Revisi UU Nomor 19 Tahun 2006 tentang Dewan Pertimbangan Presiden (Wantimpres) batal menggunakan nomenklatur Dewan Pertimbangan Agung (DPA). Beleid itu tetap dilakukan perubahan dan ditambahkan RI.
Awalnya Wakil Ketua Badan Legislasi (Baleg) DPR Achmad Baidowi atau Awiek menyampaikan bahwa DPA muncul karena diusulkan pemerintah dan pihaknya menyerahkan ke fraksi-fraksi terkait usulan itu. Hal ini disampaikan dalam rapat panitia kerja (panja) Revisi UU Wantimpres.

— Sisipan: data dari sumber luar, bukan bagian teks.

// Copyright 2021 System76 <info@system76.com>
// SPDX-License-Identifier: GPL-3.0-only

#[macro_use]
extern crate zbus;

pub mod backend;
pub mod frontend;
mod logging;

use crate::backend::Backend;
use crate::frontend::Frontend;
use anyhow::Context;
use pop_storage_core::{ACellOwner, DiskSet, Partitions, StorageConfig, StorageContext};
use postage::mpsc;
use postage::prelude::*;
use zbus::ConnectionBuilder;

const IFACE: &str = "/com/system76/DistinstStorage";

fn main() -> anyhow::Result<()> {
    better_panic::install();

    let config = StorageConfig::load();
    let _log_guard = logging::init(&config.log_dir);

    async_io::block_on(async_main(config))
}

async fn async_main(config: StorageConfig) -> anyhow::Result<()> {
    let (sender, mut receiver) = mpsc::channel(2);

    let mut backend = Backend {
        ctx: StorageContext::new(config),
        disks: DiskSet::new(),
        partitions: Partitions::new(),
        t: ACellOwner::new(),
    };

    tracing::info!("storage platform: {:?}", backend.ctx.platform);

    if let Err(why) = backend.disks.start_all(&backend.ctx) {
        tracing::error!("failed to activate RAID and multipath devices: {:#}", why);
    }

    if let Err(why) = backend.reload() {
        tracing::error!("failed to reload disk set: {:#}", why);
    }

    let frontend = Frontend { sender };

    tracing::info!("initiating connection to system");

    let connection = ConnectionBuilder::system()
        .context("failed to create system connection builder")?
        .name("com.system76.DistinstStorage")
        .context("failed to set name for system service")?
        .serve_at(IFACE, frontend)
        .context("failed to serve interface")?
        .build()
        .await
        .context("failed to initialize dbus connection")?;

    tracing::info!("initiated connection");

    let conn = connection.clone();

    // Processes all requests from the DBus frontend.
    while let Some(event) = receiver.recv().await {
        backend.on_event(&conn, event).await;
    }

    if let Err(why) = backend.disks.stop_all(&backend.ctx) {
        tracing::error!("failed to deactivate RAID and multipath devices: {:#}", why);
    }

    Ok(())
}

use serde::{Deserialize, Serialize};
use zvariant::Type;

#[derive(Debug, Type, Serialize, Deserialize)]
pub struct Device {
    pub path: String,
}

#[derive(Debug, Type, Serialize, Deserialize)]
pub struct EncryptedDevice {
    pub device: Device,
    pub uuid: String,
}

#[derive(Debug, Type, Serialize, Deserialize)]
pub struct OsInfo {
    pub device: Device,
    pub name: String,
    pub version: String,
}

#[derive(Debug, Type, Serialize, Deserialize)]
pub struct Findings {
    pub errors: Vec<String>,
    pub warnings: Vec<String>,
}

#[derive(Debug)]
pub enum Request {
    Decrypt { device: String, key: String },
    DiskRescan,
    EncryptedDevices,
    ExistingRoots,
    Layout,
    SanityCheck,
}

“Disini ada perubahan, waktu kita mengusulkan itu namanya Dewan Pertimbangan Agung, tapi pemerintah menginginkan namanya tetap Dewan Pertimbangan Presiden, sesuai nama yang lama dan ini kita kembalikan ke fraksi-fraksi, apakah tetap dengan usulannya ataupun nanti ada modifikasi boleh, kan ini sifatnya pembahasan,” ujar Awiek di Ruang Rapat Baleg, Kompleks Parlemen, Senayan, Jakarta, hari ini.
Fraksi PKS, NasDem, Gerindra, dan PAN juga menyampaikan agar tetap menggunakan Wantimpres. Karena dewan pertimbangan telah termuat dalam Undang-Undang Dasar (UUD) 1945.
Pada Pasal 16 UUD 1945 versi perubahan, berbunyi; Presiden membentuk suatu dewan pertimbangan yang bertugas memberikan nasihat dan pertimbangan kepada Presiden, yang selanjutnya diatur dalam undang-undang.
Awiek mengatakan perlu menyesuaikan frasa dalam UUD 1945. Sehingga, tidak membuat publik bingung. “Ini supaya tidak menimbulkan confused di publik, bahwa di UUD hanya disebutkan bahwa presiden dapat menentukan dewan pertimbangan, huruf kecil tanpa nama belakangannya,” jelas Awiek.
Dalam rapat juga berkembang usulan bahwa ditambah RI. Peserta rapat baleg dan pihak pemerintah juga menyetujui. Sehingga, diputuskan menjadi UU Wantimpres RI. “Setuju ya. Dibungkus nih. Jadi Dewan Pertimbangan Presiden RI,” ucap Awiek.(P-2)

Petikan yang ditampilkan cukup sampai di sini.